# PROMPT:
Using the records below, give again exactly the lines from the line that contains "self.tracker.close();" through the line that contains "pub const DEFAULT_RPC_URL: &str", both ends included, and only those.

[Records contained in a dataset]
_____

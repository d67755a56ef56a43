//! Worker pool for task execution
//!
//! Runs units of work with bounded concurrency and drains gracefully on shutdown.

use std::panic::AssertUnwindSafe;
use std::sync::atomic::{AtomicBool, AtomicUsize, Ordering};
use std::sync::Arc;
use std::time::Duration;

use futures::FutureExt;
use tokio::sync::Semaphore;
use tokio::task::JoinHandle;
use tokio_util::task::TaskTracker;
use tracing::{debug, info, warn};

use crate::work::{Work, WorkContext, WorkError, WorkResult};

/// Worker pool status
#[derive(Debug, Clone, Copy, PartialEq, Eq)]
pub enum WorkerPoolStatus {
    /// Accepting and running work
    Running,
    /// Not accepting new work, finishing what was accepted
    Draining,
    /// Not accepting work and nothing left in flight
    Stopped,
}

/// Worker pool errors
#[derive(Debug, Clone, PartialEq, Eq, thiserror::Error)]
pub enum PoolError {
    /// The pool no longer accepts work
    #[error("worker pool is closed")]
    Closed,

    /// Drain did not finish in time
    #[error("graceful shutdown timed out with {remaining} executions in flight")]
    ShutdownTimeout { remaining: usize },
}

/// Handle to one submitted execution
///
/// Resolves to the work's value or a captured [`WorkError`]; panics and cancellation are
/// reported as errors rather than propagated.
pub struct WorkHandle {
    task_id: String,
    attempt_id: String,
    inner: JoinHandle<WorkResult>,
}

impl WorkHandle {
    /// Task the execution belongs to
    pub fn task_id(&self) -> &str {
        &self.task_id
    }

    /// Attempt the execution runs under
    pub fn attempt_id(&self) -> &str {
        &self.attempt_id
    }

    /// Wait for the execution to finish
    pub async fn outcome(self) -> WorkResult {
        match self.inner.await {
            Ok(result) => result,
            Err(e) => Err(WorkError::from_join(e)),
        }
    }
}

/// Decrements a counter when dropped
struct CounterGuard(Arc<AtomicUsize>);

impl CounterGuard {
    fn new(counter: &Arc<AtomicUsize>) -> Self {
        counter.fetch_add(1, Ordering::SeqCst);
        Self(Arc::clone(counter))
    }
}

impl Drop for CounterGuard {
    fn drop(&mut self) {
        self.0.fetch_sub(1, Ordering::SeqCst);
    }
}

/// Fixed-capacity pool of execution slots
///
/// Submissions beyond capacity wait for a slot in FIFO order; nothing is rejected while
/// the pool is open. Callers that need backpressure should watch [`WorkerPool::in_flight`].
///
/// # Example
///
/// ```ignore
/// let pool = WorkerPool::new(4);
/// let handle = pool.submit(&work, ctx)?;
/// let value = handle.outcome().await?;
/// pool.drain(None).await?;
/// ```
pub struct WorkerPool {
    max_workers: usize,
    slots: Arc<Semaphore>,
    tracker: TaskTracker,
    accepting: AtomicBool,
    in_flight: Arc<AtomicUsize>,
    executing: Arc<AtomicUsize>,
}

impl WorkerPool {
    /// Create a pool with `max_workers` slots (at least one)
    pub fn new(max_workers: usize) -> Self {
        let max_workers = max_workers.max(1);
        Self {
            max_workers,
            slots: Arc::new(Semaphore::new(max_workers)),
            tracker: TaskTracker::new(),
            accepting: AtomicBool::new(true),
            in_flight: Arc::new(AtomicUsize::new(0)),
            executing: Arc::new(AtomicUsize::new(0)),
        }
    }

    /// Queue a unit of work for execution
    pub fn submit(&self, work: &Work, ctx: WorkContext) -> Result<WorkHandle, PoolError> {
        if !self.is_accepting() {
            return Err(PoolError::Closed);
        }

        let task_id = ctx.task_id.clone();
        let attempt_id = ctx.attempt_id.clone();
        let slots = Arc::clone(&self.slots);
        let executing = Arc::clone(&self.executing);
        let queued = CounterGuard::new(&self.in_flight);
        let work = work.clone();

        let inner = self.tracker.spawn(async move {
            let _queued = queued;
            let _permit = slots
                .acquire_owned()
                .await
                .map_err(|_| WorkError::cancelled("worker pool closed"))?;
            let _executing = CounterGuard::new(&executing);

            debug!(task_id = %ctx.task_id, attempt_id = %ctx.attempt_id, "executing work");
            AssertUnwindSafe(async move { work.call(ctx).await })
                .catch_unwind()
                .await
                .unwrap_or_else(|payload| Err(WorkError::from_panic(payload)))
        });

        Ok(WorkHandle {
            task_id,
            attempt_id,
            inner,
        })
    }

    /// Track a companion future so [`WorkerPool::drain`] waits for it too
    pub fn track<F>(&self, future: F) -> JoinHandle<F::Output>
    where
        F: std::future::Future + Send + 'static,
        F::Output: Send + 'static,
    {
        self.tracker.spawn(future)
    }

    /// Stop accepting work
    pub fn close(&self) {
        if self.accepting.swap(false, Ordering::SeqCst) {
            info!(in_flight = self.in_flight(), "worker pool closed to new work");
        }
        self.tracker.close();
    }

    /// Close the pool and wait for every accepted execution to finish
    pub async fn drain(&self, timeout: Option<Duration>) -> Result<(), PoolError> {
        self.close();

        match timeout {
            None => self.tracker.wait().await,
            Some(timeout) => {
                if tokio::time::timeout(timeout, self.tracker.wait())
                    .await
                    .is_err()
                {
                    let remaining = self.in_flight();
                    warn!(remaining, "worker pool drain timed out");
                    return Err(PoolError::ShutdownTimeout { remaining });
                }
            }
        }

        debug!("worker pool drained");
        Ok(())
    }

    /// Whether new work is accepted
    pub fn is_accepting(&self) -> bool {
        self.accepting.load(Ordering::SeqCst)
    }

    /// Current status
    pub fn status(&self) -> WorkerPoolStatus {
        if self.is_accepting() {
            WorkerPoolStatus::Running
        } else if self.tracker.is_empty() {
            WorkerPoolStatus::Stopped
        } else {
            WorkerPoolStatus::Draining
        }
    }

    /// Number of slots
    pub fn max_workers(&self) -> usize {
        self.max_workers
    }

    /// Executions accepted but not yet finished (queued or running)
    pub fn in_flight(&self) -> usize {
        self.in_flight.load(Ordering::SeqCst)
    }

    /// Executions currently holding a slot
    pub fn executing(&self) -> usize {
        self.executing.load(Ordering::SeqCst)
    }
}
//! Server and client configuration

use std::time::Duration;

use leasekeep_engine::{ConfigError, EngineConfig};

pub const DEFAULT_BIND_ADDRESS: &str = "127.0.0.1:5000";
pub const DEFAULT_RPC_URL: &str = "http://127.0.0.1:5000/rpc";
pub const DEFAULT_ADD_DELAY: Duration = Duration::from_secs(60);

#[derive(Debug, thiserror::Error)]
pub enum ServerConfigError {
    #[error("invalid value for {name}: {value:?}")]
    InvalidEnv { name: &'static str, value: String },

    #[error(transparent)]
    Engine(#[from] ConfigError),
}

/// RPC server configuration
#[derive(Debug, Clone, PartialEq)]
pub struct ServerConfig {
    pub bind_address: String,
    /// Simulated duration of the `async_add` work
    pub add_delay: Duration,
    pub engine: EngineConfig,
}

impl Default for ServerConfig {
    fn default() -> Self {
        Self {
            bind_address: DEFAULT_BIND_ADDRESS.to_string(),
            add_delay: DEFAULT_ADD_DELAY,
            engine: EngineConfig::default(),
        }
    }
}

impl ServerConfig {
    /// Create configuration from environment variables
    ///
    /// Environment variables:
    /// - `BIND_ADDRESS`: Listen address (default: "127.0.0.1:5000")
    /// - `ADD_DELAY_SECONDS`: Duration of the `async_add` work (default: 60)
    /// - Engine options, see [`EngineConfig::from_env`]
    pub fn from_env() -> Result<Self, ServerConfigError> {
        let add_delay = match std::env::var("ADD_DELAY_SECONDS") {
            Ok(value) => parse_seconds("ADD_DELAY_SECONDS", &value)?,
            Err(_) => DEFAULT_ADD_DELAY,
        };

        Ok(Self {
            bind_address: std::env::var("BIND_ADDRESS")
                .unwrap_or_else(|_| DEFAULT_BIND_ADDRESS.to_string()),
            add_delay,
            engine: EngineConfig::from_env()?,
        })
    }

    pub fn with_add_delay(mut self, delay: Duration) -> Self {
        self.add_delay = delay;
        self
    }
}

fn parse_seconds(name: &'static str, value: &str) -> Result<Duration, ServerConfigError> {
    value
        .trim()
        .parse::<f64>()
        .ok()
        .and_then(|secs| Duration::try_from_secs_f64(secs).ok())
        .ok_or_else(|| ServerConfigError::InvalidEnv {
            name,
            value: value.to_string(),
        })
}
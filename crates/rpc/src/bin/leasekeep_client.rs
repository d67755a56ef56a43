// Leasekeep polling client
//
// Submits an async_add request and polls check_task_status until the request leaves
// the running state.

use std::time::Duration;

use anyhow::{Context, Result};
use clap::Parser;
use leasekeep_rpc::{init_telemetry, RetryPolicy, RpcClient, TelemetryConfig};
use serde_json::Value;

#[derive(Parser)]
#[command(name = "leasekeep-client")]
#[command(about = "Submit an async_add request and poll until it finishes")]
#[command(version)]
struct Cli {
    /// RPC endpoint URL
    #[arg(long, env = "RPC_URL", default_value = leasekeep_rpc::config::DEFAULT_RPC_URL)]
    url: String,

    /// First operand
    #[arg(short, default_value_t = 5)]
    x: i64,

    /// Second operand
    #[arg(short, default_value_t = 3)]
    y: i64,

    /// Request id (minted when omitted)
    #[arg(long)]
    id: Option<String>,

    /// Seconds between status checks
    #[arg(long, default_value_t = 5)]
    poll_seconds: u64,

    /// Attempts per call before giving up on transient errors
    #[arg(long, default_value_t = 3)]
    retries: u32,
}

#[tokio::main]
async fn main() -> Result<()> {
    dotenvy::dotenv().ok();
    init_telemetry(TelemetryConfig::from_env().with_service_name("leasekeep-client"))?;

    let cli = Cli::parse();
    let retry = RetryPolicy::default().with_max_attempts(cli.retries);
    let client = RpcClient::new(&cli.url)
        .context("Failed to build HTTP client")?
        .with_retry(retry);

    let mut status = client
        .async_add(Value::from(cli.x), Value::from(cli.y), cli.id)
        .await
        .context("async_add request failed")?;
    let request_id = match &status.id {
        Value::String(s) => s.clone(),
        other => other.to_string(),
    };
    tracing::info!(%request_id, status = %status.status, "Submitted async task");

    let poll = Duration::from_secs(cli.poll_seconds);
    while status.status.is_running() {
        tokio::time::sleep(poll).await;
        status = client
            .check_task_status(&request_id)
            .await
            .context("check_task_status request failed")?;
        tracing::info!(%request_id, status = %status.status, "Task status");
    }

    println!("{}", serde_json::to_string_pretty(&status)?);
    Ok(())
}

_____

# EXERCISE RESULT:
        self.tracker.close();
    }

    /// Close the pool and wait for every accepted execution to finish
    pub async fn drain(&self, timeout: Option<Duration>) -> Result<(), PoolError> {
        self.close();

        match timeout {
            None => self.tracker.wait().await,
            Some(timeout) => {
                if tokio::time::timeout(timeout, self.tracker.wait())
                    .await
                    .is_err()
                {
                    let remaining = self.in_flight();
                    warn!(remaining, "worker pool drain timed out");
                    return Err(PoolError::ShutdownTimeout { remaining });
                }
            }
        }

        debug!("worker pool drained");
        Ok(())
    }

    /// Whether new work is accepted
    pub fn is_accepting(&self) -> bool {
        self.accepting.load(Ordering::SeqCst)
    }

    /// Current status
    pub fn status(&self) -> WorkerPoolStatus {
        if self.is_accepting() {
            WorkerPoolStatus::Running
        } else if self.tracker.is_empty() {
            WorkerPoolStatus::Stopped
        } else {
            WorkerPoolStatus::Draining
        }
    }

    /// Number of slots
    pub fn max_workers(&self) -> usize {
        self.max_workers
    }

    /// Executions accepted but not yet finished (queued or running)
    pub fn in_flight(&self) -> usize {
        self.in_flight.load(Ordering::SeqCst)
    }

    /// Executions currently holding a slot
    pub fn executing(&self) -> usize {
        self.executing.load(Ordering::SeqCst)
    }
}
//! Server and client configuration

use std::time::Duration;

use leasekeep_engine::{ConfigError, EngineConfig};

pub const DEFAULT_BIND_ADDRESS: &str = "127.0.0.1:5000";
pub const DEFAULT_RPC_URL: &str = "http://127.0.0.1:5000/rpc";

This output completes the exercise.